Interview: Saif Humaid Al Falasi
What kind of impact is the acquisition of Dragon Oil by ENOC having on the sector’s dynamics?
SAIF HUMAID AL FALASI: The addition of an upstream arm into ENOC is important for the future of our company, but also for the emirate of Dubai as a whole. Through this acquisition, the emirate now possesses assets capable of producing over 100,000 barrels per day of oil, along with proven and probable reserves of 660m barrels in the Commonwealth of Independent States region. Dragon Oil adds production and exploration assets and operational expertise into ENOC’s portfolio, all of which position Dubai’s oil and gas industry for growth. We are now positioned to strengthen our nation’s energy security, as well as to partner, compete and grow with the leading international oil and gas companies and regional national oil companies.
Given the emirate’s high per-capita energy consumption, how is strategy being developed to ensure local capacity can be maintained?
AL FALASI: The protection of the environment is a precursor to sustainable, balanced and inclusive growth. Resources are bound to be depleted by consumption, so efficiency in consumption is an absolute necessity for preserving resources and ensuring sustainable long-term growth for future generations.
Energy consumption is a priority for the UAE government, as evinced by its establishment of the Supreme Council of Energy and its role in initiatives such as the Carbon Abatement Strategy and the Dubai Green Economy Partnership. These are industry-wide partnerships that capitalise on best-in-class talents in various public and private entities.
De-regulating fuel prices is another conscious effort towards better resource management.
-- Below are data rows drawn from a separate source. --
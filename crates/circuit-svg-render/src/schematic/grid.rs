use crate::node::SvgNode;
use crate::options::GridOptions;
use crate::primitives;
use crate::svg::fmt;
use crate::transform::ViewportTransform;
use circuit_svg_core::element::TextAnchor;
use circuit_svg_core::geom;

/// Coarser cells are used when a viewport would need more lines than this per axis.
const MAX_GRID_LINES: f64 = 200.0;
const LABEL_FONT_PX: f64 = 10.0;
const LABEL_INSET_PX: f64 = 2.0;

/// Grid lines covering the whole viewport, aligned to multiples of the cell size.
pub(super) fn grid_overlay(
    transform: &ViewportTransform,
    width: f64,
    height: f64,
    grid: &GridOptions,
) -> Option<SvgNode> {
    let inverse = transform.inverse()?;
    let a = inverse.apply_xy(0.0, 0.0);
    let b = inverse.apply_xy(width, height);
    let (min_x, max_x) = (a.x.min(b.x), a.x.max(b.x));
    let (min_y, max_y) = (a.y.min(b.y), a.y.max(b.y));

    let mut cell = grid.cell_size;
    while ((max_x - min_x) / cell).max((max_y - min_y) / cell) > MAX_GRID_LINES {
        cell *= 2.0;
    }
    if cell != grid.cell_size {
        tracing::debug!(
            requested = grid.cell_size,
            used = cell,
            "coarsened grid cell size"
        );
    }

    let mut group = SvgNode::new("g").attr("class", "grid");
    let mut labels = Vec::new();

    for i in cell_range(min_x, max_x, cell) {
        let x = i as f64 * cell;
        let top = transform.apply_xy(x, max_y);
        let bottom = transform.apply_xy(x, min_y);
        group.push(primitives::line("grid-line", top, bottom, 1.0));
        if grid.label_cells {
            labels.push(primitives::text(
                "grid-label",
                &fmt(x),
                geom::point(top.x + LABEL_INSET_PX, height - LABEL_INSET_PX),
                LABEL_FONT_PX,
                TextAnchor::BottomLeft,
                0.0,
            ));
        }
    }
    for i in cell_range(min_y, max_y, cell) {
        let y = i as f64 * cell;
        let left = transform.apply_xy(min_x, y);
        let right = transform.apply_xy(max_x, y);
        group.push(primitives::line("grid-line", left, right, 1.0));
        if grid.label_cells {
            labels.push(primitives::text(
                "grid-label",
                &fmt(y),
                geom::point(LABEL_INSET_PX, left.y - LABEL_INSET_PX),
                LABEL_FONT_PX,
                TextAnchor::BottomLeft,
                0.0,
            ));
        }
    }
    group.children.extend(labels);
    Some(group)
}

/// Indices of the cell lines inside `[min, max]`, tolerant of inverse-transform noise.
fn cell_range(min: f64, max: f64, cell: f64) -> std::ops::RangeInclusive<i64> {
    let first = (min / cell - 1e-9).ceil() as i64;
    let last = (max / cell + 1e-9).floor() as i64;
    first..=last
}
This is a direction that Dubai as a whole is moving towards, as it’s a prerequisite of sustainable development. Withdrawing subsidies will incentivise the public use of alternative fuels through competitive prices.
Which types of downstream products and processes are under consideration to ensure the sector remains competitive?
AL FALASI: In order to stay competitive, an upgrade of ENOC’s refinery will allow the company to convert naphtha and give it capacity to produce 40,000 bpd of gasoline components. It will also add a reformer and a hydrotreater to the plant to produce sweet naphtha with a sulphur content of five parts per million and high paraffin content (low sulphur diesel).
In addition to this, we are building the infrastructure to cater for the huge growth in jet fuel consumption at Dubai International Airport and the Al Maktoum International Airport.
Following the Smart Government and Smart Cities initiatives, what is the next step in technological advancement for the energy retail segment?
AL FALASI: From a retail point of view, there’s an increased emphasis on deploying technology to enhance customer experience. The energy distribution sector is committed to facilitating the smart city vision by investing in innovative services and technologies that offer convenience and enhance customer’s experience. We adopted machine to machine communications at our service stations in 2014 when we launched our ViP service, which enabled customers to refuel their vehicles automatically without the need for cash transactions. In 2015, we partnered with mobile payment licensed providers in the UAE to launch advanced and secure mobile payment solutions for fuel and nonfuel services.
This new mobile technology allows customers to validate the filled amount automatically from the pump or Point Of Sale on their mobile before confirming the payment, which ensures the security of the transaction. We will continue to invest in similar projects as we believe that technology brings solutions designed to enhance quality of life in the emirates.